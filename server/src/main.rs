//! Job Search Web Server
//!
//! Serves the search form and forwards submissions to the job board
//! scrapers.

use anyhow::{Context, Result};
use clap::Parser;
use job_board::{AppState, Config, app};
use job_scraper::JobSpy;
use std::sync::Arc;
use tracing::info;
use tracing_subscriber::EnvFilter;

#[tokio::main]
async fn main() -> Result<()> {
    let config = Config::parse();

    tracing_subscriber::fmt()
        .with_env_filter(
            EnvFilter::try_from_default_env().unwrap_or_else(|_| EnvFilter::new(&config.log_level)),
        )
        .init();

    info!("Starting job search server");

    let spy = JobSpy::new(config.scraper_config()).context("Failed to create HTTP client")?;
    let state = AppState::new(Arc::new(spy), config.country.clone());
    let router = app(state);

    let listener = tokio::net::TcpListener::bind(&config.addr)
        .await
        .with_context(|| format!("Failed to bind {}", config.addr))?;

    info!("Server running at http://{}", config.addr);
    info!("Default Indeed country: {}", config.country);

    axum::serve(listener, router).await.context("Server error")?;
    Ok(())
}
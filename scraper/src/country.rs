//! Countries Indeed can be searched in.

use common::ScrapeError;

#[derive(Debug, Clone, Copy, PartialEq, Eq)]
pub struct Country {
    pub name: &'static str,
    aliases: &'static [&'static str],
    indeed_subdomain: &'static str,
    pub currency: &'static str,
}

const COUNTRIES: &[Country] = &[
    Country { name: "India", aliases: &["india", "in"], indeed_subdomain: "in", currency: "INR" },
    Country { name: "USA", aliases: &["usa", "us", "united states"], indeed_subdomain: "www", currency: "USD" },
    Country { name: "UK", aliases: &["uk", "united kingdom", "gb"], indeed_subdomain: "uk", currency: "GBP" },
    Country { name: "Canada", aliases: &["canada", "ca"], indeed_subdomain: "ca", currency: "CAD" },
    Country { name: "Australia", aliases: &["australia", "au"], indeed_subdomain: "au", currency: "AUD" },
    Country { name: "Germany", aliases: &["germany", "de"], indeed_subdomain: "de", currency: "EUR" },
    Country { name: "France", aliases: &["france", "fr"], indeed_subdomain: "fr", currency: "EUR" },
    Country { name: "Netherlands", aliases: &["netherlands", "nl"], indeed_subdomain: "nl", currency: "EUR" },
    Country { name: "Spain", aliases: &["spain", "es"], indeed_subdomain: "es", currency: "EUR" },
    Country { name: "Italy", aliases: &["italy", "it"], indeed_subdomain: "it", currency: "EUR" },
    Country { name: "Ireland", aliases: &["ireland", "ie"], indeed_subdomain: "ie", currency: "EUR" },
    Country { name: "Singapore", aliases: &["singapore", "sg"], indeed_subdomain: "sg", currency: "SGD" },
    Country { name: "Brazil", aliases: &["brazil", "br"], indeed_subdomain: "br", currency: "BRL" },
    Country { name: "Mexico", aliases: &["mexico", "mx"], indeed_subdomain: "mx", currency: "MXN" },
    Country { name: "Japan", aliases: &["japan", "jp"], indeed_subdomain: "jp", currency: "JPY" },
    Country { name: "United Arab Emirates", aliases: &["united arab emirates", "uae", "ae"], indeed_subdomain: "ae", currency: "AED" },
];

impl Country {
    /// Looks a country up by name or two-letter code, ignoring case.
    pub fn from_name(name: &str) -> Result<&'static Country, ScrapeError> {
        let key = name.trim().to_lowercase();
        COUNTRIES
            .iter()
            .find(|country| country.aliases.contains(&key.as_str()))
            .ok_or_else(|| ScrapeError::UnknownCountry(name.to_string()))
    }

    pub fn indeed_base_url(&self) -> String {
        format!("https://{}.indeed.com", self.indeed_subdomain)
    }
}

#[cfg(test)]
mod tests {
    use super::*;

    #[test]
    fn test_lookup_by_name_and_code() {
        let india = Country::from_name("India").unwrap();
        assert_eq!(india.indeed_base_url(), "https://in.indeed.com");
        assert_eq!(india.currency, "INR");

        let usa = Country::from_name(" US ").unwrap();
        assert_eq!(usa.indeed_base_url(), "https://www.indeed.com");
    }

    #[test]
    fn test_unknown_country() {
        let err = Country::from_name("Atlantis").unwrap_err();
        assert!(matches!(err, ScrapeError::UnknownCountry(ref c) if c == "Atlantis"));
    }
}
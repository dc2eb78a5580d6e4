//! Process configuration, read once at startup.

use clap::Parser;
use job_scraper::ScraperConfig;
use std::time::Duration;

#[derive(Debug, Parser)]
#[command(name = "job-board", about = "Web form for searching job boards", version)]
pub struct Config {
    /// Listen address (host:port).
    #[arg(long, env = "JOBBOARD_ADDR", default_value = "127.0.0.1:3000")]
    pub addr: String,

    /// Indeed country used when the form leaves it blank.
    #[arg(long, env = "JOBBOARD_COUNTRY", default_value = common::DEFAULT_COUNTRY)]
    pub country: String,

    /// Timeout for each outbound HTTP request, in seconds.
    #[arg(long, env = "JOBBOARD_HTTP_TIMEOUT_SECS", default_value_t = 30)]
    pub http_timeout_secs: u64,

    /// Pause between result pages of one board, in milliseconds.
    #[arg(long, env = "JOBBOARD_PAGE_DELAY_MS", default_value_t = 2000)]
    pub page_delay_ms: u64,

    /// Log level (trace, debug, info, warn, error). `RUST_LOG` takes precedence.
    #[arg(long, default_value = "info")]
    pub log_level: String,
}

impl Config {
    pub fn scraper_config(&self) -> ScraperConfig {
        ScraperConfig {
            timeout: Duration::from_secs(self.http_timeout_secs),
            page_delay: Duration::from_millis(self.page_delay_ms),
            ..ScraperConfig::default()
        }
    }
}

#[cfg(test)]
mod tests {
    use super::*;

    #[test]
    fn test_defaults() {
        let config = Config::try_parse_from(["job-board"]).unwrap();
        assert_eq!(config.country, "India");
        assert_eq!(config.log_level, "info");
        assert_eq!(config.scraper_config().timeout, Duration::from_secs(30));
    }

    #[test]
    fn test_flags_override_defaults() {
        let config = Config::try_parse_from([
            "job-board",
            "--addr",
            "0.0.0.0:8080",
            "--country",
            "UK",
            "--page-delay-ms",
            "0",
        ])
        .unwrap();
        assert_eq!(config.addr, "0.0.0.0:8080");
        assert_eq!(config.country, "UK");
        assert_eq!(config.scraper_config().page_delay, Duration::ZERO);
    }
}
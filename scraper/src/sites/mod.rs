//! Per-board scrapers.

use async_trait::async_trait;
use common::{JobRecord, ScrapeError, ScrapeRequest, Site};
use reqwest::Client;
use scraper::{ElementRef, Selector};
use tracing::debug;

pub mod indeed;
pub mod linkedin;
pub mod weworkremotely;

pub use indeed::IndeedScraper;
pub use linkedin::LinkedInScraper;
pub use weworkremotely::WeWorkRemotelyScraper;

/// One job board.
#[async_trait]
pub trait SiteScraper: Send + Sync {
    fn site(&self) -> Site;

    /// Fetches up to `request.results_wanted` postings, newest pages first.
    async fn scrape(&self, request: &ScrapeRequest) -> Result<Vec<JobRecord>, ScrapeError>;
}

/// GETs `url` and returns the body, turning non-2xx answers into errors.
pub(crate) async fn fetch_text(
    client: &Client,
    site: Site,
    url: &str,
    query: &[(&str, String)],
) -> Result<String, ScrapeError> {
    debug!(%site, url, ?query, "fetching page");

    let response = client
        .get(url)
        .query(query)
        .send()
        .await
        .map_err(|e| ScrapeError::Http {
            site,
            source: Box::new(e),
        })?;

    if !response.status().is_success() {
        return Err(ScrapeError::Status {
            site,
            status: response.status().as_u16(),
        });
    }

    response.text().await.map_err(|e| ScrapeError::Http {
        site,
        source: Box::new(e),
    })
}

pub(crate) fn selector(css: &str) -> Selector {
    Selector::parse(css).expect("static selector is valid")
}

/// Text of the first element under `element` matching `selector`,
/// whitespace-collapsed. Empty text counts as missing.
pub(crate) fn first_text(element: &ElementRef<'_>, selector: &Selector) -> Option<String> {
    element
        .select(selector)
        .next()
        .map(|el| clean_text(&el.text().collect::<Vec<_>>().join(" ")))
        .filter(|text| !text.is_empty())
}

pub(crate) fn clean_text(text: &str) -> String {
    text.split_whitespace().collect::<Vec<_>>().join(" ")
}

/// Loose remote check on the text a board shows next to a posting.
pub(crate) fn mentions_remote(text: &str) -> bool {
    let lowered = text.to_lowercase();
    ["remote", "work from home", "wfh"]
        .iter()
        .any(|needle| lowered.contains(needle))
}

#[cfg(test)]
mod tests {
    use super::*;

    #[test]
    fn test_clean_text_collapses_whitespace() {
        assert_eq!(clean_text("  Senior\n\t Rust   Engineer \n"), "Senior Rust Engineer");
    }

    #[test]
    fn test_mentions_remote() {
        assert!(mentions_remote("Bengaluru (Remote)"));
        assert!(mentions_remote("Work From Home"));
        assert!(!mentions_remote("Pune, Maharashtra"));
    }
}
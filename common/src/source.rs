//! Interface to the scraping collaborator.

use crate::{InvalidSite, JobRecord, Site};
use async_trait::async_trait;
use serde::{Deserialize, Serialize};
use thiserror::Error;

pub const DEFAULT_SITES: [Site; 3] = [Site::Indeed, Site::LinkedIn, Site::Glassdoor];
pub const DEFAULT_RESULTS_WANTED: usize = 20;
pub const DEFAULT_HOURS_OLD: u32 = 72;
pub const DEFAULT_COUNTRY: &str = "India";

/// Parameters of one search, as handed to a [`JobSource`].
#[derive(Debug, Serialize, Deserialize, Clone, PartialEq, Eq)]
pub struct ScrapeRequest {
    pub site_names: Vec<Site>,
    pub search_term: String,
    pub location: String,
    /// Rows wanted from each site.
    pub results_wanted: usize,
    pub hours_old: u32,
    /// Country whose Indeed domain is searched.
    pub country_indeed: String,
}

impl ScrapeRequest {
    pub fn new(search_term: impl Into<String>, location: impl Into<String>) -> Self {
        Self {
            site_names: DEFAULT_SITES.to_vec(),
            search_term: search_term.into(),
            location: location.into(),
            results_wanted: DEFAULT_RESULTS_WANTED,
            hours_old: DEFAULT_HOURS_OLD,
            country_indeed: DEFAULT_COUNTRY.to_string(),
        }
    }
}

#[derive(Debug, Error)]
pub enum ScrapeError {
    #[error(transparent)]
    InvalidSite(#[from] InvalidSite),

    #[error("invalid country for Indeed: {0}")]
    UnknownCountry(String),

    #[error("none of the requested sites can be scraped: {0}")]
    NoSupportedSite(String),

    #[error("request to {site} failed: {source}")]
    Http {
        site: Site,
        #[source]
        source: Box<dyn std::error::Error + Send + Sync>,
    },

    #[error("{site} responded with HTTP {status}")]
    Status { site: Site, status: u16 },

    #[error("could not read {site} response: {message}")]
    Parse { site: Site, message: String },
}

/// Something that can run a job search across one or more boards.
#[async_trait]
pub trait JobSource: Send + Sync {
    async fn scrape_jobs(&self, request: &ScrapeRequest) -> Result<Vec<JobRecord>, ScrapeError>;
}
________
Word for word, output the lines of the data from its first line through the line where "tracing_subscriber::fmt()" appears, and stop there.

§ **Response below**
filename server/src/main.rs
//! Job Search Web Server
//!
//! Serves the search form and forwards submissions to the job board
//! scrapers.

use anyhow::{Context, Result};
use clap::Parser;
use job_board::{AppState, Config, app};
use job_scraper::JobSpy;
use std::sync::Arc;
use tracing::info;
use tracing_subscriber::EnvFilter;

#[tokio::main]
async fn main() -> Result<()> {
    let config = Config::parse();

    tracing_subscriber::fmt()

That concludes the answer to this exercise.